Credit:  North West Evening Mail | 23 October 2012 | www.nwemail.co.uk ~~

National Grid has outlined plans to connect new sources of electricity generation in Cumbria to the national power network by creating a “North West Coast Power Ring”.

The company has been asked to provide a connection into the electricity transmission system for the proposed new 3.2 GW nuclear power station, Moorside, near Sellafield in West Cumbria and a number of wind farms in the Irish Sea.

This project is an important step towards meeting National Grid’s challenge to modernise and extend the country’s existing energy infrastructure.

Earlier this year, National Grid consulted with local authorities in Lancashire and Cumbria, key groups and individuals on six broad strategic options identified as offering solutions for making these vital connections.

The company has listened to the views expressed and has decided to take forward two options – both of which would see the creation of a power ring that would connect coastal areas into the existing grid system and also create the opportunity for future energy generators to link in.

National Grid’s next step will be to assess these two options to identify potential corridors where new infrastructure could be routed.

Work will now focus on looking for onshore routes to the north of Moorside where there is the potential to follow the path of existing low voltage power lines which are operated by Electricity North West.

To the south of Moorside, National Grid will also consider routes where there is potential to follow the path of existing power lines in addition to studying possible routes offshore through the Irish Sea and across Morecambe Bay.

The project to develop the connections needed is in the very early stages and is being progressed at a time of major change for the power generation industry as the focus shifts to developing sources of low carbon energy.

The scope of the National Grid project has already been changed to reflect the requirements of generators and the company will only build what is essential to connect new sources of power.
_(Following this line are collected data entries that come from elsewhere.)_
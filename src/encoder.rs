//! Decision variables of one pass.
//!
//! Theory cells get a subject-index variable plus a derived teacher
//! variable. Every (cohort, day, lab block) of a cohort with labs gets a
//! subject, room and derived teacher variable per group. "No lab" is the
//! subject value `labs.len()` and the group's sentinel room/teacher, so
//! every later constraint ranges over a fixed variable set.

use crate::config::{Group, LabBlock};
use crate::cp::{CpModel, Value, VarId};
use crate::data::Config;
use crate::error::PassError;
use crate::index::TimetableIndex;
use crate::registry::{Registry, ResourceId, Sentinel};
use itertools::Itertools;
use log::{debug, info};
use std::collections::BTreeMap;

/// An open theory cell.
#[derive(Debug, Clone)]
pub struct TheoryCell {
    pub section: String,
    pub day: String,
    pub slot: String,
    /// Index into the cohort's core subjects.
    pub subject: VarId,
    /// Teacher ID of the chosen subject.
    pub teacher: VarId,
}

/// One lab group's share of a lab block.
#[derive(Debug, Clone, Copy)]
pub struct GroupVars {
    /// Index into the cohort's labs, or the "no lab" value.
    pub subject: VarId,
    /// Lab room ID, or the group's sentinel room.
    pub room: VarId,
    /// Teacher ID of the chosen lab, or the group's sentinel teacher.
    pub teacher: VarId,
}

#[derive(Debug, Clone)]
pub struct LabCell {
    pub section: String,
    pub day: String,
    pub block: LabBlock,
    /// Both slots of the block are `Free` for this cohort and day.
    pub available: bool,
    pub groups: [GroupVars; 2],
}

impl LabCell {
    pub fn group(&self, group: Group) -> GroupVars {
        self.groups[group.index()]
    }

    pub fn covers(&self, slot: &str) -> bool {
        self.block.slots.iter().any(|s| s == slot)
    }
}

/// Fixed per-cohort lookup tables the constraints and the decoder share.
#[derive(Debug, Clone)]
pub struct CohortTables {
    pub core_subjects: Vec<String>,
    /// Teacher ID per core subject, same order.
    pub core_teachers: Vec<ResourceId>,
    pub home_room: ResourceId,
    pub labs: Vec<String>,
    /// Teacher ID per lab, same order.
    pub lab_teachers: Vec<ResourceId>,
    /// `[A, B]`; `None` for cohorts without labs.
    pub sentinels: Option<[Sentinel; 2]>,
}

impl CohortTables {
    /// Subject value meaning "no lab in this block".
    pub fn no_lab(&self) -> Value {
        self.labs.len() as Value
    }

    /// Element table of a group: lab teachers, then the group's sentinel
    /// teacher at the "no lab" index.
    pub fn lab_teacher_table(&self, sentinel: Sentinel) -> Vec<Value> {
        self.lab_teachers
            .iter()
            .copied()
            .chain([sentinel.teacher])
            .collect()
    }
}

/// The variables of one pass, plus the model they live in.
#[derive(Debug)]
pub struct Encoding {
    pub model: CpModel,
    pub cohorts: BTreeMap<String, CohortTables>,
    pub theory: Vec<TheoryCell>,
    pub labs: Vec<LabCell>,
}

impl Encoding {
    pub fn theory_of<'a>(&'a self, section: &'a str) -> impl Iterator<Item = &'a TheoryCell> + 'a {
        self.theory.iter().filter(move |c| c.section == section)
    }

    pub fn labs_of<'a>(&'a self, section: &'a str) -> impl Iterator<Item = &'a LabCell> + 'a {
        self.labs.iter().filter(move |c| c.section == section)
    }
}

fn cohort_tables(
    config: &Config,
    registry: &Registry,
    section: &str,
) -> Result<CohortTables, PassError> {
    let missing = |what: &str| PassError::Model(format!("{what} of `{section}` is not registered"));

    let core_teachers = registry
        .core_teacher_ids(config, section)
        .ok_or_else(|| missing("a core subject teacher"))?;
    let home_room = config
        .section_theory_rooms
        .get(section)
        .and_then(|r| registry.theory_rooms.id(r))
        .ok_or_else(|| missing("the home room"))?;
    let lab_teachers = registry
        .lab_teacher_ids(config, section)
        .ok_or_else(|| missing("a lab teacher"))?;

    let labs = config.labs_of(section).to_vec();
    let sentinels = if labs.is_empty() {
        None
    } else {
        let a = registry.sentinel(section, Group::A);
        let b = registry.sentinel(section, Group::B);
        Some([
            a.ok_or_else(|| missing("the group A sentinel"))?,
            b.ok_or_else(|| missing("the group B sentinel"))?,
        ])
    };

    Ok(CohortTables {
        core_subjects: config.core_subjects_of(section).to_vec(),
        core_teachers,
        home_room,
        labs,
        lab_teachers,
        sentinels,
    })
}

/// Creates every decision variable for `sections`.
pub fn encode(
    config: &Config,
    index: &TimetableIndex<'_>,
    registry: &Registry,
    sections: &[String],
) -> Result<Encoding, PassError> {
    let mut model = CpModel::new(format!("timetable[{}]", sections.join(",")));
    let mut cohorts = BTreeMap::new();
    let mut theory = Vec::new();
    let mut labs = Vec::new();
    let blocks = config.settings.lab_blocks();

    for section in sections {
        let tables = cohort_tables(config, registry, section)?;

        let subjects = 0..tables.core_subjects.len() as Value;
        let teachers: Vec<Value> = tables.core_teachers.iter().copied().unique().collect();
        for (day, slot) in index.open_theory_slots(section) {
            let name = format!("{section}/{day}/{slot}");
            let subject = model.new_var(format!("theory[{name}]"), subjects.clone());
            let teacher =
                model.new_var(format!("theory_teacher[{name}]"), teachers.iter().copied());
            theory.push(TheoryCell {
                section: section.clone(),
                day,
                slot,
                subject,
                teacher,
            });
        }

        if let Some(sentinels) = tables.sentinels {
            let mut available_blocks = 0;
            for day in &config.settings.days {
                for block in &blocks {
                    let available = index.lab_block_available(section, day, block);
                    available_blocks += usize::from(available);
                    let groups = Group::BOTH.map(|group| {
                        let sentinel = sentinels[group.index()];
                        let name = format!(
                            "{section}/{day}/{}/{}",
                            block.name,
                            config.settings.group_label(group)
                        );
                        let (subject_domain, room_domain) = if available {
                            (
                                (0..=tables.no_lab()).collect::<Vec<_>>(),
                                registry
                                    .real_lab_rooms()
                                    .iter()
                                    .copied()
                                    .chain([sentinel.lab_room])
                                    .collect::<Vec<_>>(),
                            )
                        } else {
                            (vec![tables.no_lab()], vec![sentinel.lab_room])
                        };
                        GroupVars {
                            subject: model.new_var(format!("lab[{name}]"), subject_domain),
                            room: model.new_var(format!("lab_room[{name}]"), room_domain),
                            teacher: model.new_var(
                                format!("lab_teacher[{name}]"),
                                tables.lab_teacher_table(sentinel),
                            ),
                        }
                    });
                    labs.push(LabCell {
                        section: section.clone(),
                        day: day.clone(),
                        block: block.clone(),
                        available,
                        groups,
                    });
                }
            }
            debug!("{section}: {available_blocks} available lab blocks");
        }

        cohorts.insert(section.clone(), tables);
    }

    info!(
        "Encoded {} theory cells and {} lab blocks as {} variables",
        theory.len(),
        labs.len(),
        model.var_count()
    );

    Ok(Encoding {
        model,
        cohorts,
        theory,
        labs,
    })
}

#[cfg(test)]
mod tests {
    use super::*;
    use crate::fixtures;

    fn encoded(sections: &[&str]) -> (Encoding, Registry) {
        let cfg = fixtures::config();
        let tt = fixtures::both_open(&cfg);
        let sections: Vec<String> = sections.iter().map(|s| s.to_string()).collect();
        let idx = TimetableIndex::build(&cfg, &tt).unwrap();
        let reg = Registry::build(&cfg, &tt, &sections);
        let enc = encode(&cfg, &idx, &reg, &sections).unwrap();
        (enc, reg)
    }

    #[test]
    fn one_subject_variable_per_open_cell() {
        let (enc, _) = encoded(&["CSE-A"]);
        assert_eq!(enc.theory.len(), fixtures::CSE_A_OPEN.len());
        let first = &enc.theory[0];
        assert_eq!((first.day.as_str(), first.slot.as_str()), ("Monday", "11-12"));
        assert_eq!(enc.model.var(first.subject).domain, vec![0, 1, 2, 3]);
        assert_eq!(enc.model.var(first.teacher).domain.len(), 4);
    }

    #[test]
    fn lab_domains_collapse_on_unavailable_blocks() {
        let (enc, reg) = encoded(&["CSE-A"]);
        // 5 days x 3 blocks; 11-1 is taken by theory cells on Monday and Tuesday
        assert_eq!(enc.labs.len(), 15);
        let tables = &enc.cohorts["CSE-A"];
        assert_eq!(tables.no_lab(), 2);

        let blocked = enc
            .labs
            .iter()
            .find(|c| c.day == "Monday" && c.block.name == "11-1")
            .unwrap();
        assert!(!blocked.available);
        let a = blocked.group(Group::A);
        let sentinel = reg.sentinel("CSE-A", Group::A).unwrap();
        assert_eq!(enc.model.var(a.subject).domain, vec![2]);
        assert_eq!(enc.model.var(a.room).domain, vec![sentinel.lab_room]);

        let open = enc
            .labs
            .iter()
            .find(|c| c.day == "Monday" && c.block.name == "9-11")
            .unwrap();
        assert!(open.available);
        let b = open.group(Group::B);
        assert_eq!(enc.model.var(b.subject).domain, vec![0, 1, 2]);
        assert_eq!(enc.model.var(b.room).domain.len(), 4);
        let sentinel_b = reg.sentinel("CSE-A", Group::B).unwrap();
        assert!(enc.model.var(b.teacher).domain.contains(&sentinel_b.teacher));
    }

    #[test]
    fn cohorts_without_labs_get_no_lab_variables() {
        let (enc, _) = encoded(&["CSE-B"]);
        assert!(enc.labs.is_empty());
        assert!(enc.cohorts["CSE-B"].sentinels.is_none());
        assert_eq!(enc.model.var_count(), 2 * enc.theory.len());
    }
}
Peter Fendley, senior project manager at National Grid, said: “We’ve been working with local authorities and other organisations from across Cumbria and Lancashire on this project for nearly three years now.

“They’ve shared their wealth of experience and insight with us and we’ve been guided by them in shaping our strategic options and in selecting the ones we’ll now be taking forward to develop further.

“The next step is for us to identify potential route corridors for new infrastructure both on land and offshore.

Once this work has been completed we will start to consult intensively with communities. Consultation events are expected to take place from late spring 2013 and will be well publicised in advance.”

At consultation events people will be able to meet with members of the North West Coast Connections project team to discuss the project in more detail and provide their views and comments on route corridors being put forward.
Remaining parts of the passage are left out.